O presidente dos Estados Unidos, Donald Trump, confirmou nesta terça-feira (20) que convidou o presidente brasileiro Luiz Inácio Lula da Silva para integrar o chamado Conselho da Paz, um colegiado internacional que supervisionará a reconstrução da Faixa de Gaza. O anúncio foi feito durante coletiva de imprensa em que Trump fez balanço do primeiro ano de seu segundo mandato, que vai até janeiro de 2029.
"Eu convidei. Eu gosto dele. Lula terá um grande papel no conselho da paz de Gaza", disse Trump ao ser questionado por uma jornalista. O conselho será presidido pelo próprio chefe de Estado norte-americano e fará parte da estrutura do Comitê Nacional para a Administração de Gaza (NCAG, na sigla em inglês), anunciado pela Casa Branca na semana passada.
O NCAG será responsável pela reconstrução do enclave palestino, praticamente destruído pelas forças militares de Israel ao longo dos últimos anos, com mais de 68 mil mortos. O conselho idealizado por Trump integra a segunda fase do plano de paz para Gaza assinado em outubro do ano passado, sob mediação norte-americana, que viabilizou um suposto cessar-fogo nos ataques israelenses ao território palestino.
Até o momento, o Palácio do Planalto não sinalizou se Lula aceitará ou não o convite. Fontes do Ministério das Relações Exteriores (MRE) já haviam confirmado recebimento do convite no último fim de semana, via Embaixada do Brasil em Washington.

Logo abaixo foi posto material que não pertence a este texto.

//! Control protocol types

use std::fmt::{Display, Formatter};

use chrono::{DateTime, TimeZone, Utc};
use missive_common::{
    Cadence, CampaignId, QueueItemId, QueueStatus, RecipientId, TemplateKind,
};
use serde::{Deserialize, Serialize};

/// Current protocol version
pub const PROTOCOL_VERSION: u32 = 1;

/// Render a Unix timestamp (seconds) for humans.
fn format_timestamp(secs: i64) -> String {
    Utc.timestamp_opt(secs, 0).single().map_or_else(
        || "unknown".to_string(),
        |dt| dt.format("%Y-%m-%d %H:%M:%S UTC").to_string(),
    )
}

/// Request sent to the control server (versioned wrapper)
#[derive(Debug, Clone, Serialize, Deserialize)]
pub struct Request {
    pub version: u32,
    /// Bearer token, checked against the configured hashes when the server
    /// requires authentication.
    #[serde(default)]
    pub token: Option<String>,
    pub command: RequestCommand,
}

#[derive(Debug, Clone, Serialize, Deserialize)]
pub enum RequestCommand {
    Queue(QueueCommand),
    Campaign(CampaignCommand),
    Digest(DigestCommand),
    System(SystemCommand),
}

/// Queue administration
#[derive(Debug, Clone, Serialize, Deserialize)]
pub enum QueueCommand {
    /// Stop dispatch ticks from sending
    Pause,
    Resume,
    Health,
    List {
        status: Option<QueueStatus>,
        recipient: Option<RecipientId>,
        campaign: Option<CampaignId>,
        limit: Option<usize>,
    },
    DeadLetters {
        limit: Option<usize>,
    },
    /// Requeue every dead letter and failed item
    RetryAllFailed,
    RetrySelected {
        ids: Vec<QueueItemId>,
    },
    Cancel {
        id: QueueItemId,
    },
    Enqueue(EnqueueSpec),
    /// Run one dispatch tick immediately
    ProcessNow,
    /// Run the retention sweep immediately
    Cleanup,
    Flags,
    SetFlag {
        flag: FlagName,
        value: bool,
    },
}

#[derive(Debug, Clone, Serialize, Deserialize)]
pub struct EnqueueSpec {
    pub recipient_id: RecipientId,
    pub template_kind: TemplateKind,
    pub subject: String,
    pub body: String,
    pub priority: Option<u8>,
    /// Unix seconds; immediately when absent
    pub scheduled_at: Option<i64>,
}

/// The runtime switches an operator may flip.
#[derive(Debug, Clone, Copy, PartialEq, Eq, Serialize, Deserialize)]
pub enum FlagName {
    Paused,
    SendingEnabled,
    DemoMode,
    PauseAll,
}

#[derive(Debug, Clone, Serialize, Deserialize)]
pub enum CampaignCommand {
    Create {
        name: String,
        variant_a: CampaignVariant,
        variant_b: Option<CampaignVariant>,
        priority: Option<u8>,
    },
    Start {
        id: CampaignId,
        /// Continue from the persisted offset instead of the beginning
        resume: bool,
    },
    Schedule {
        id: CampaignId,
        /// Unix seconds
        at: i64,
    },
    Stop {
        id: CampaignId,
    },
    /// Stop and cancel every pending item of the campaign
    Cancel {
        id: CampaignId,
    },
    List,
}

#[derive(Debug, Clone, PartialEq, Eq, Serialize, Deserialize)]
pub struct CampaignVariant {
    pub subject: String,
    pub body: String,
}

#[derive(Debug, Clone, Serialize, Deserialize)]
pub enum DigestCommand {
    Start { cadence: Cadence },
}

#[derive(Debug, Clone, Serialize, Deserialize)]
pub enum SystemCommand {
    Ping,
    Status,
}

/// Response from the control server (versioned wrapper)
#[derive(Debug, Clone, Serialize, Deserialize)]
pub struct Response {
    pub version: u32,
    pub payload: ResponsePayload,
}

#[derive(Debug, Clone, Serialize, Deserialize)]
pub enum ResponsePayload {
    Ok,
    Data(Box<ResponseData>),
    Error(String),
}

#[derive(Debug, Clone, Serialize, Deserialize)]
pub enum ResponseData {
    QueueHealth(QueueHealthReport),
    QueueList(Vec<QueueItemSummary>),
    DeadLetters(Vec<DeadLetterSummary>),
    /// Number of rows an operation touched
    Affected(usize),
    Enqueued(QueueItemId),
    Tick(TickSummary),
    Cleanup(CleanupSummary),
    Flags(FlagReport),
    CampaignCreated(CampaignId),
    Campaigns(Vec<CampaignSummary>),
    DigestStarted { run_id: String },
    SystemStatus(SystemStatus),
    Message(String),
}

#[derive(Debug, Clone, Default, PartialEq, Serialize, Deserialize)]
pub struct QueueHealthReport {
    pub pending: usize,
    pub processing: usize,
    pub stuck: usize,
    pub failed: usize,
    pub dead_letter: usize,
    pub avg_wait_secs: f64,
    pub sent_last_hour: usize,
    pub paused: bool,
}

impl Display for QueueHealthReport {
    fn fmt(&self, f: &mut Formatter<'_>) -> std::fmt::Result {
        writeln!(f, "Pending:         {}", self.pending)?;
        writeln!(f, "Processing:      {}", self.processing)?;
        writeln!(f, "Stuck:           {}", self.stuck)?;
        writeln!(f, "Failed:          {}", self.failed)?;
        writeln!(f, "Dead letters:    {}", self.dead_letter)?;
        writeln!(f, "Average wait:    {:.1}s", self.avg_wait_secs)?;
        writeln!(f, "Sent last hour:  {}", self.sent_last_hour)?;
        write!(
            f,
            "State:           {}",
            if self.paused { "paused" } else { "running" }
        )
    }
}

/// One queue item (for list command)
#[derive(Debug, Clone, PartialEq, Eq, Serialize, Deserialize)]
pub struct QueueItemSummary {
    pub id: QueueItemId,
    pub recipient_id: RecipientId,
    pub template_kind: TemplateKind,
    pub subject: String,
    pub status: QueueStatus,
    pub priority: u8,
    pub attempts: u32,
    pub campaign_id: Option<CampaignId>,
    /// Unix seconds
    pub scheduled_at: i64,
    pub error_log: Option<String>,
}

impl Display for QueueItemSummary {
    fn fmt(&self, f: &mut Formatter<'_>) -> std::fmt::Result {
        writeln!(f, "ID:        {}", self.id)?;
        writeln!(f, "Recipient: {}", self.recipient_id)?;
        writeln!(f, "Template:  {}", self.template_kind)?;
        writeln!(f, "Subject:   {}", self.subject)?;
        writeln!(f, "Status:    {}", self.status)?;
        writeln!(f, "Priority:  {}", self.priority)?;
        writeln!(f, "Attempts:  {}", self.attempts)?;
        if let Some(campaign) = self.campaign_id {
            writeln!(f, "Campaign:  {campaign}")?;
        }
        if let Some(error) = &self.error_log {
            writeln!(f, "Last error: {error}")?;
        }
        write!(f, "Scheduled: {}", format_timestamp(self.scheduled_at))
    }
}

#[derive(Debug, Clone, PartialEq, Eq, Serialize, Deserialize)]
pub struct DeadLetterSummary {
    pub item_id: QueueItemId,
    pub recipient_id: RecipientId,
    pub template_kind: TemplateKind,
    pub subject: String,
    pub attempts: u32,
    pub final_error: String,
    /// Unix seconds
    pub dead_lettered_at: i64,
}

impl Display for DeadLetterSummary {
    fn fmt(&self, f: &mut Formatter<'_>) -> std::fmt::Result {
        writeln!(f, "ID:        {}", self.item_id)?;
        writeln!(f, "Recipient: {}", self.recipient_id)?;
        writeln!(f, "Template:  {}", self.template_kind)?;
        writeln!(f, "Subject:   {}", self.subject)?;
        writeln!(f, "Attempts:  {}", self.attempts)?;
        writeln!(f, "Error:     {}", self.final_error)?;
        write!(f, "Failed at: {}", format_timestamp(self.dead_lettered_at))
    }
}

#[derive(Debug, Clone, Copy, Default, PartialEq, Eq, Serialize, Deserialize)]
pub struct TickSummary {
    pub fetched: usize,
    pub sent: usize,
    pub failed: usize,
    pub skipped: usize,
    pub recovered: usize,
    pub budget_exhausted: bool,
    pub paused: bool,
}

impl Display for TickSummary {
    fn fmt(&self, f: &mut Formatter<'_>) -> std::fmt::Result {
        if self.paused {
            return f.write_str("Queue is paused, nothing sent");
        }
        write!(
            f,
            "Fetched {}, sent {}, failed {}, skipped {}, recovered {}",
            self.fetched, self.sent, self.failed, self.skipped, self.recovered
        )?;
        if self.budget_exhausted {
            f.write_str(" (time budget exhausted)")?;
        }
        Ok(())
    }
}

#[derive(Debug, Clone, Copy, Default, PartialEq, Eq, Serialize, Deserialize)]
pub struct CleanupSummary {
    pub sent: usize,
    pub cancelled: usize,
    pub delivery_log: usize,
    pub tracking: usize,
    pub dead_letters: usize,
}

impl Display for CleanupSummary {
    fn fmt(&self, f: &mut Formatter<'_>) -> std::fmt::Result {
        write!(
            f,
            "Removed {} sent, {} cancelled, {} delivery log, {} tracking, {} dead letter row(s)",
            self.sent, self.cancelled, self.delivery_log, self.tracking, self.dead_letters
        )
    }
}

#[derive(Debug, Clone, Copy, Default, PartialEq, Eq, Serialize, Deserialize)]
pub struct FlagReport {
    pub paused: bool,
    pub sending_enabled: bool,
    pub demo_mode: bool,
    pub pause_all: bool,
}

impl Display for FlagReport {
    fn fmt(&self, f: &mut Formatter<'_>) -> std::fmt::Result {
        writeln!(f, "Paused:          {}", self.paused)?;
        writeln!(f, "Sending enabled: {}", self.sending_enabled)?;
        writeln!(f, "Demo mode:       {}", self.demo_mode)?;
        write!(f, "Pause all:       {}", self.pause_all)
    }
}

#[derive(Debug, Clone, PartialEq, Eq, Serialize, Deserialize)]
pub struct CampaignSummary {
    pub id: CampaignId,
    pub name: String,
    pub status: String,
    pub next_offset: usize,
    pub queued_count: usize,
    pub total_recipients: usize,
    pub has_variant_b: bool,
    /// Unix seconds
    pub scheduled_for: Option<i64>,
    pub completed_at: Option<i64>,
}

impl Display for CampaignSummary {
    fn fmt(&self, f: &mut Formatter<'_>) -> std::fmt::Result {
        writeln!(f, "ID:        {}", self.id)?;
        writeln!(f, "Name:      {}", self.name)?;
        writeln!(f, "Status:    {}", self.status)?;
        writeln!(
            f,
            "Progress:  {}/{} recipients, {} queued",
            self.next_offset, self.total_recipients, self.queued_count
        )?;
        if self.has_variant_b {
            writeln!(f, "A/B:       yes")?;
        }
        if let Some(at) = self.scheduled_for {
            writeln!(f, "Scheduled: {}", format_timestamp(at))?;
        }
        if let Some(at) = self.completed_at {
            writeln!(f, "Completed: {}", format_timestamp(at))?;
        }
        Ok(())
    }
}

#[derive(Debug, Clone, PartialEq, Eq, Serialize, Deserialize)]
pub struct SystemStatus {
    pub version: String,
    pub uptime_secs: u64,
    /// Live items in the queue, all statuses
    pub queue_size: usize,
    pub paused: bool,
    pub tracking_enabled: bool,
}

impl Display for SystemStatus {
    fn fmt(&self, f: &mut Formatter<'_>) -> std::fmt::Result {
        writeln!(f, "Version:   {}", self.version)?;
        writeln!(f, "Uptime:    {}s", self.uptime_secs)?;
        writeln!(f, "Queue:     {} item(s)", self.queue_size)?;
        writeln!(f, "Paused:    {}", self.paused)?;
        write!(f, "Tracking:  {}", self.tracking_enabled)
    }
}

/// Seconds since the Unix epoch
#[must_use]
pub const fn unix_seconds(at: DateTime<Utc>) -> i64 {
    at.timestamp()
}

/// The inverse of [`unix_seconds`]. `None` when out of range.
#[must_use]
pub fn from_unix_seconds(secs: i64) -> Option<DateTime<Utc>> {
    Utc.timestamp_opt(secs, 0).single()
}

impl Request {
    /// Create a new request with the current protocol version
    #[must_use]
    pub const fn new(command: RequestCommand) -> Self {
        Self {
            version: PROTOCOL_VERSION,
            token: None,
            command,
        }
    }

    #[must_use]
    pub fn with_token(command: RequestCommand, token: impl Into<String>) -> Self {
        Self {
            version: PROTOCOL_VERSION,
            token: Some(token.into()),
            command,
        }
    }

    /// Only an exact version match is accepted
    #[must_use]
    pub const fn is_version_compatible(&self) -> bool {
        self.version == PROTOCOL_VERSION
    }
}

impl Response {
    #[must_use]
    pub fn error(message: impl Into<String>) -> Self {
        Self {
            version: PROTOCOL_VERSION,
            payload: ResponsePayload::Error(message.into()),
        }
    }

    #[must_use]
    pub const fn ok() -> Self {
        Self {
            version: PROTOCOL_VERSION,
            payload: ResponsePayload::Ok,
        }
    }

    #[must_use]
    pub fn data(data: ResponseData) -> Self {
        Self {
            version: PROTOCOL_VERSION,
            payload: ResponsePayload::Data(Box::new(data)),
        }
    }

    #[must_use]
    pub const fn is_success(&self) -> bool {
        !matches!(self.payload, ResponsePayload::Error(_))
    }

    #[must_use]
    pub const fn is_version_compatible(&self) -> bool {
        self.version == PROTOCOL_VERSION
    }
}

#[cfg(test)]
mod tests {
    use super::*;

    #[test]
    fn test_request_carries_current_version() {
        let request = Request::with_token(
            RequestCommand::Queue(QueueCommand::Pause),
            "operator-token",
        );
        assert!(request.is_version_compatible());
        assert_eq!(request.token.as_deref(), Some("operator-token"));

        let stale = Request {
            version: PROTOCOL_VERSION + 1,
            ..request
        };
        assert!(!stale.is_version_compatible());
    }

    #[test]
    fn test_response_success() {
        assert!(Response::ok().is_success());
        assert!(Response::data(ResponseData::Affected(3)).is_success());
        assert!(!Response::error("nope").is_success());
    }

    #[test]
    fn test_bincode_preserves_typed_ids() {
        let id = QueueItemId::generate();
        let request = Request::new(RequestCommand::Queue(QueueCommand::RetrySelected {
            ids: vec![id],
        }));

        let bytes = bincode::serde::encode_to_vec(&request, bincode::config::legacy()).unwrap();
        let (decoded, _): (Request, _) =
            bincode::serde::decode_from_slice(&bytes, bincode::config::legacy()).unwrap();

        match decoded.command {
            RequestCommand::Queue(QueueCommand::RetrySelected { ids }) => assert_eq!(ids, vec![id]),
            other => panic!("unexpected command {other:?}"),
        }
    }

    #[test]
    fn test_tick_summary_display() {
        let summary = TickSummary {
            fetched: 4,
            sent: 3,
            failed: 1,
            budget_exhausted: true,
            ..TickSummary::default()
        };
        let text = summary.to_string();
        assert!(text.contains("sent 3"));
        assert!(text.ends_with("(time budget exhausted)"));

        let paused = TickSummary {
            paused: true,
            ..TickSummary::default()
        };
        assert_eq!(paused.to_string(), "Queue is paused, nothing sent");
    }

    #[test]
    fn test_timestamp_formatting() {
        assert_eq!(format_timestamp(0), "1970-01-01 00:00:00 UTC");
        let now = Utc::now();
        let secs = unix_seconds(now);
        assert_eq!(from_unix_seconds(secs).map(|at| at.timestamp()), Some(secs));
    }
}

A decisão do governo brasileiro deve considerar as recentes críticas feitas por Lula a Trump.
Enquanto discursava em cerimônia de entrega de moradias do Minha Casa, Minha Vida, no Rio Grande do Sul, nesta terça, o presidente brasileiro chamou a atenção para o fato de que Trump tenta "governar o mundo" via publicações em redes sociais. "Vocês já perceberam que o presidente Trump quer governar o mundo pelo Twitter?", questionou Lula. "É fantástico. Todo dia ele fala uma coisa e todo dia o mundo fala ainda o que ele falou", acrescentou.

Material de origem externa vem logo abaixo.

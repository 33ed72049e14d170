use thiserror::Error;

#[derive(Debug, Error)]
pub enum HttpError {
    #[error("Failed to bind HTTP server to {address}: {source}")]
    BindError {
        address: String,
        source: std::io::Error,
    },

    #[error("HTTP server error: {0}")]
    ServerError(String),
}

Outros líderes internacionais também receberam o mesmo convite, incluindo o presidente da Argentina, Javier Milei, que postou a carta de Trump em suas redes sociais e se disse honrado com a oportunidade. O presidente do Paraguai, Santiago Peña, também recebeu o convite e agradeceu em postagem na rede social X. O presidente da Turquia, Recep Tayyip Erdogan, igualmente teria sido convidado, assim como líderes da Europa e do Egito.
Em comunicado divulgado na última sexta-feira (16), o governo Trump anunciou a formação do grupo que governará Gaza, que inclui o enviado dos EUA para o Oriente Médio, Steve Witkoff, o secretário de Estado, Marco Rubio, o genro do presidente, Jared Kushner, e o ex-primeiro-ministro do Reino Unido, Tony Blair, entre outros. De acordo com o comunicado, caberá a este comitê executivo refletir as diretrizes definidas pelo Conselho da Paz.
Um detalhe que chama atenção é que nenhum líder palestino, até o momento, foi indicado para compor essas estruturas de governança para Gaza. O gabinete do primeiro-ministro israelense, Benjamin Netanyahu, criticou o anúncio da Casa Branca, dizendo que o comitê executivo "não foi coordenado com Israel e contraria a política do país", segundo jornais israelenses.
Um rascunho de suposto estatuto deste conselho, divulgado pela emissora Bloomberg, dos EUA, informa que o governo norte-americano estaria pedindo US$ 1 bilhão (mais de R$ 5 bilhões na cotação atual) para que o país convidado garantisse assento permanente no colegiado. A cobrança foi negada pela Casa Branca, conforme informou a agência Reuters.
O convite ocorre em meio a um novo ciclo de aumento de tensões entre Trump e líderes europeus, por conta da tentativa do governo dos EUA em anexar a Groelândia. A decisão de Lula sobre participar do conselho deve considerar tanto as relações bilaterais com os Estados Unidos quanto o posicionamento histórico do Brasil em questões de política externa e direitos humanos.